本論文內容以多解析盲蔽反捲積創新演算法為主，此演算法是以小波轉換中Mallat分解及重構演算法為基礎，將訊號正交分解成不同解析度子空間的特點，以倒雙譜演算法計算各子空間訊號系統函數，恢復各子空間訊號，最後再將各子空間訊號重構為與原輸入訊號相同解析度之時域訊號輸出；以多解析盲蔽反捲積演算法應用於南化水庫荷本閥自然頻率和其對應之阻尼比計算，及在南海淺海調頻訊號時間延遲估計兩計畫為例，說明觀測訊號在低訊雜比的情況下，使用多解析盲蔽反捲積演算法，可提高訊雜比、恢復觀測訊號、及增加訊號辨識能力；另對於旋轉機械故障訊號診斷中，比較傳統以二階統計分析為基礎之頻譜與三階統計分析為基礎之雙譜，在旋轉機械振動訊號中，提取故障特徵方式同時進行比較及討論。

　　In this paper, a so-called “the multiresolution blind deconvolution algorithm”(MBD) is presented. The signal is to decompose a multicomponent signal into a number of single component signals by using Mallat algorithm. MBD algorithm with biceptrum method is used to reconstruct the single component signal. Then, the enhanced signal is obtained after reconstructing and combining each single component. The new process is characterized by its strong robustness against additive Gaussian noise.

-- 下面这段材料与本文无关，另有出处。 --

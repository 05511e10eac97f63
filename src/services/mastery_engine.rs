use std::sync::Arc;

use chrono::{DateTime, Utc};

use crate::{
    errors::{AppError, AppResult},
    models::domain::{AnsweredQuestion, Correctness, MasteryScore},
    repositories::HistoryRepository,
};

/// Each day since completion removes this much of an answer's contribution.
pub const DECAY_PER_DAY: f64 = 0.01;

/// Linear recency discount, reaching zero after 100 whole days.
/// Completion times in the future count as zero days.
pub fn decay_factor(completed_at: DateTime<Utc>, now: DateTime<Utc>) -> f64 {
    let days_elapsed = (now - completed_at).num_days().max(0);
    (1.0 - DECAY_PER_DAY * days_elapsed as f64).max(0.0)
}

/// Sums `+decay` per correct and `-decay` per incorrect answer, then clamps.
/// Unanswered questions and questions of unfinished quizzes carry no signal.
pub fn accumulate_mastery(records: &[AnsweredQuestion], now: DateTime<Utc>) -> MasteryScore {
    let sum: f64 = records
        .iter()
        .filter_map(|record| {
            let completed_at = record.quiz_completed_at?;
            let decay = decay_factor(completed_at, now);
            match record.correctness() {
                Correctness::Correct => Some(decay),
                Correctness::Incorrect => Some(-decay),
                Correctness::Unanswered => None,
            }
        })
        .sum();

    MasteryScore::from_raw(sum)
}

fn require_identity(kind: &str, value: &str) -> AppResult<()> {
    if value.trim().is_empty() {
        return Err(AppError::ValidationError(format!("{} id must not be empty", kind)));
    }
    Ok(())
}

/// A topic's mastery together with how many graded answers it was built from.
#[derive(Clone, Copy, Debug, PartialEq)]
pub struct TopicMastery {
    pub score: MasteryScore,
    pub answered: usize,
}

pub struct MasteryEngine {
    history: Arc<dyn HistoryRepository>,
}

impl MasteryEngine {
    pub fn new(history: Arc<dyn HistoryRepository>) -> Self {
        Self { history }
    }

    pub async fn compute_mastery(
        &self,
        user_id: &str,
        topic_id: &str,
        now: DateTime<Utc>,
    ) -> AppResult<MasteryScore> {
        Ok(self.topic_mastery(user_id, topic_id, now).await?.score)
    }

    pub async fn topic_mastery(
        &self,
        user_id: &str,
        topic_id: &str,
        now: DateTime<Utc>,
    ) -> AppResult<TopicMastery> {
        require_identity("User", user_id)?;
        require_identity("Topic", topic_id)?;

        let records = self.history.find_answered_for_topic(user_id, topic_id).await?;
        let score = accumulate_mastery(&records, now);
        let answered = records
            .iter()
            .filter(|r| r.quiz_completed_at.is_some() && r.correctness() != Correctness::Unanswered)
            .count();

        log::debug!(
            "Mastery for user {} on topic {}: {:.3} from {} answers",
            user_id,
            topic_id,
            score.value(),
            answered
        );
        Ok(TopicMastery { score, answered })
    }

    pub async fn compute_snippet_mastery(
        &self,
        user_id: &str,
        snippet_id: &str,
        now: DateTime<Utc>,
    ) -> AppResult<MasteryScore> {
        require_identity("User", user_id)?;
        require_identity("Snippet", snippet_id)?;

        let records = self
            .history
            .find_answered_for_snippet(user_id, snippet_id)
            .await?;
        Ok(accumulate_mastery(&records, now))
    }
}
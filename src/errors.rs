use actix_web::{http::StatusCode, HttpResponse, ResponseError};
use async_graphql::ErrorExtensions;
use serde::Serialize;
use thiserror::Error;

#[derive(Debug, Clone, Error)]
pub enum AppError {
    #[error("Not found: {0}")]
    NotFound(String),

    #[error("Validation error: {0}")]
    ValidationError(String),

    #[error("Empty candidate pool: {0}")]
    EmptyPool(String),

    #[error("Submission mismatch: {0}")]
    SubmissionMismatch(String),

    #[error("Conflict: {0}")]
    Conflict(String),

    #[error("Database error: {0}")]
    DatabaseError(String),

    #[error("Internal server error: {0}")]
    InternalError(String),
}

impl AppError {
    fn error_code(&self) -> &'static str {
        match self {
            AppError::NotFound(_) => "NOT_FOUND",
            AppError::ValidationError(_) => "VALIDATION_ERROR",
            AppError::EmptyPool(_) => "EMPTY_POOL",
            AppError::SubmissionMismatch(_) => "SUBMISSION_MISMATCH",
            AppError::Conflict(_) => "CONFLICT",
            AppError::DatabaseError(_) => "DATABASE_ERROR",
            AppError::InternalError(_) => "INTERNAL_ERROR",
        }
    }

    /// Caller-input problems. Everything else comes from infrastructure.
    pub fn is_rejected_request(&self) -> bool {
        !matches!(
            self,
            AppError::DatabaseError(_) | AppError::InternalError(_)
        )
    }
}

#[derive(Debug, Serialize)]
pub struct ErrorResponse {
    pub error: String,
    pub code: u16,
}

impl ResponseError for AppError {
    fn status_code(&self) -> StatusCode {
        match self {
            AppError::NotFound(_) => StatusCode::NOT_FOUND,
            AppError::ValidationError(_) => StatusCode::BAD_REQUEST,
            AppError::EmptyPool(_) => StatusCode::UNPROCESSABLE_ENTITY,
            AppError::SubmissionMismatch(_) => StatusCode::UNPROCESSABLE_ENTITY,
            AppError::Conflict(_) => StatusCode::CONFLICT,
            AppError::DatabaseError(_) => StatusCode::INTERNAL_SERVER_ERROR,
            AppError::InternalError(_) => StatusCode::INTERNAL_SERVER_ERROR,
        }
    }

    fn error_response(&self) -> HttpResponse {
        // Infrastructure details stay in the logs
        let error = if self.is_rejected_request() {
            log::warn!("Rejected request: {}", self);
            self.to_string()
        } else {
            log::error!("Request failed: {}", self);
            "Internal server error".to_string()
        };

        HttpResponse::build(self.status_code()).json(ErrorResponse {
            error,
            code: self.status_code().as_u16(),
        })
    }
}

impl From<mongodb::error::Error> for AppError {
    fn from(err: mongodb::error::Error) -> Self {
        AppError::DatabaseError(err.to_string())
    }
}
impl From<mongodb::bson::ser::Error> for AppError {
    fn from(err: mongodb::bson::ser::Error) -> Self {
        AppError::InternalError(format!("BSON serialization error: {}", err))
    }
}
impl From<validator::ValidationErrors> for AppError {
    fn from(err: validator::ValidationErrors) -> Self {
        AppError::ValidationError(err.to_string())
    }
}
impl From<async_graphql::Error> for AppError {
    fn from(err: async_graphql::Error) -> Self {
        AppError::InternalError(err.message)
    }
}
impl ErrorExtensions for AppError {
    fn extend(&self) -> async_graphql::Error {
        async_graphql::Error::new(self.to_string()).extend_with(|_err, e| {
            e.set("code", self.error_code());
        })
    }
}

pub type AppResult<T> = Result<T, AppError>;

#[cfg(test)]
mod tests {
    use super::*;

    #[test]
    fn test_error_status_codes() {
        assert_eq!(
            AppError::NotFound("test".into()).status_code(),
            StatusCode::NOT_FOUND
        );
        assert_eq!(
            AppError::ValidationError("test".into()).status_code(),
            StatusCode::BAD_REQUEST
        );
        assert_eq!(
            AppError::EmptyPool("test".into()).status_code(),
            StatusCode::UNPROCESSABLE_ENTITY
        );
        assert_eq!(
            AppError::SubmissionMismatch("test".into()).status_code(),
            StatusCode::UNPROCESSABLE_ENTITY
        );
        assert_eq!(
            AppError::Conflict("test".into()).status_code(),
            StatusCode::CONFLICT
        );
    }

    #[test]
    fn test_error_messages() {
        let err = AppError::SubmissionMismatch("expected 3 answers, got 2".into());
        assert_eq!(
            err.to_string(),
            "Submission mismatch: expected 3 answers, got 2"
        );
    }

    #[test]
    fn test_infrastructure_errors_are_not_rejections() {
        assert!(AppError::EmptyPool("x".into()).is_rejected_request());
        assert!(AppError::ValidationError("x".into()).is_rejected_request());
        assert!(!AppError::DatabaseError("x".into()).is_rejected_request());
        assert!(!AppError::InternalError("x".into()).is_rejected_request());
    }

    #[actix_web::test]
    async fn test_error_response_hides_infrastructure_details() {
        let resp = AppError::DatabaseError("connection refused to 10.0.0.5".into()).error_response();
        assert_eq!(resp.status(), StatusCode::INTERNAL_SERVER_ERROR);
        let body = actix_web::body::to_bytes(resp.into_body())
            .await
            .expect("body should read");
        let body = String::from_utf8_lossy(&body);
        assert!(!body.contains("10.0.0.5"));
        assert!(body.contains("Internal server error"));

        let resp = AppError::EmptyPool("course-1 has no snippets".into()).error_response();
        let body = actix_web::body::to_bytes(resp.into_body())
            .await
            .expect("body should read");
        assert!(String::from_utf8_lossy(&body).contains("course-1 has no snippets"));
    }

    #[test]
    fn test_graphql_extension_carries_code() {
        let err = AppError::EmptyPool("course-1".into()).extend();
        let code = err
            .extensions
            .as_ref()
            .and_then(|ext| ext.get("code"))
            .cloned();
        assert_eq!(
            code,
            Some(async_graphql::Value::from("EMPTY_POOL"))
        );
    }
}
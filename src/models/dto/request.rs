use async_graphql::InputObject;
use serde::{Deserialize, Serialize};
use validator::Validate;

#[derive(Debug, Clone, Deserialize, Validate, InputObject)]
pub struct CreateQuizRequest {
    #[validate(length(min = 1, max = 64))]
    pub user_id: String,

    #[validate(length(min = 1, max = 64))]
    pub course_id: String,

    #[validate(length(min = 1, max = 1000))]
    pub name: String,

    // Non-empty subjects switch adaptive weighting off
    #[serde(default)]
    #[graphql(default)]
    pub subject_ids: Vec<String>,

    #[serde(default)]
    #[graphql(default)]
    pub material_ids: Vec<String>,

    #[validate(range(min = 1, max = 200))]
    pub quiz_length: Option<i64>,

    #[validate(range(min = 2, max = 10))]
    pub options_per_question: Option<i16>,
}

#[derive(Debug, Clone, Deserialize, Serialize, Validate, InputObject)]
pub struct GeneratedQuestionInput {
    #[validate(length(min = 1))]
    pub snippet_id: String,

    #[validate(length(min = 1, max = 3000))]
    pub prompt: String,

    #[validate(length(min = 2, max = 10))]
    pub choices: Vec<String>,

    pub correct_choice: i16,
}

#[derive(Debug, Clone, Deserialize, Validate, InputObject)]
pub struct AttachQuestionsRequest {
    #[validate(length(min = 1), nested)]
    pub questions: Vec<GeneratedQuestionInput>,
}

#[derive(Debug, Clone, Deserialize, Validate, InputObject)]
pub struct AnswerInput {
    #[validate(length(min = 1))]
    pub question_id: String,
    pub chosen_answer_index: i16,
}

#[derive(Debug, Clone, Deserialize, Validate, InputObject)]
pub struct SubmitQuizRequest {
    #[validate(nested)]
    pub answers: Vec<AnswerInput>,
}

#[derive(Debug, Clone, Deserialize, Validate, InputObject)]
pub struct PaginationParams {
    #[validate(range(min = 0))]
    pub offset: Option<i64>,

    #[validate(range(min = 1, max = 100))]
    pub limit: Option<i64>,
}

impl Default for PaginationParams {
    fn default() -> Self {
        Self {
            offset: Some(0),
            limit: Some(20),
        }
    }
}

impl PaginationParams {
    pub fn offset(&self) -> i64 {
        self.offset.unwrap_or(0).max(0)
    }

    pub fn limit(&self) -> i64 {
        self.limit.unwrap_or(20).clamp(1, 100)
    }
}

　　Three representative acoustical problems are presented in this paper. First, the application of MBD algorithm is illustrated. Two experimental results, the computation of natural frequency and its damping ratio of the Howell-Bunger gate located at the bottom of a dam and arrival time delay estimation in South China Sea, are presented. Then the comparison of spectrum and bispectrum applied in condition monitoring of rotating machine is discussed.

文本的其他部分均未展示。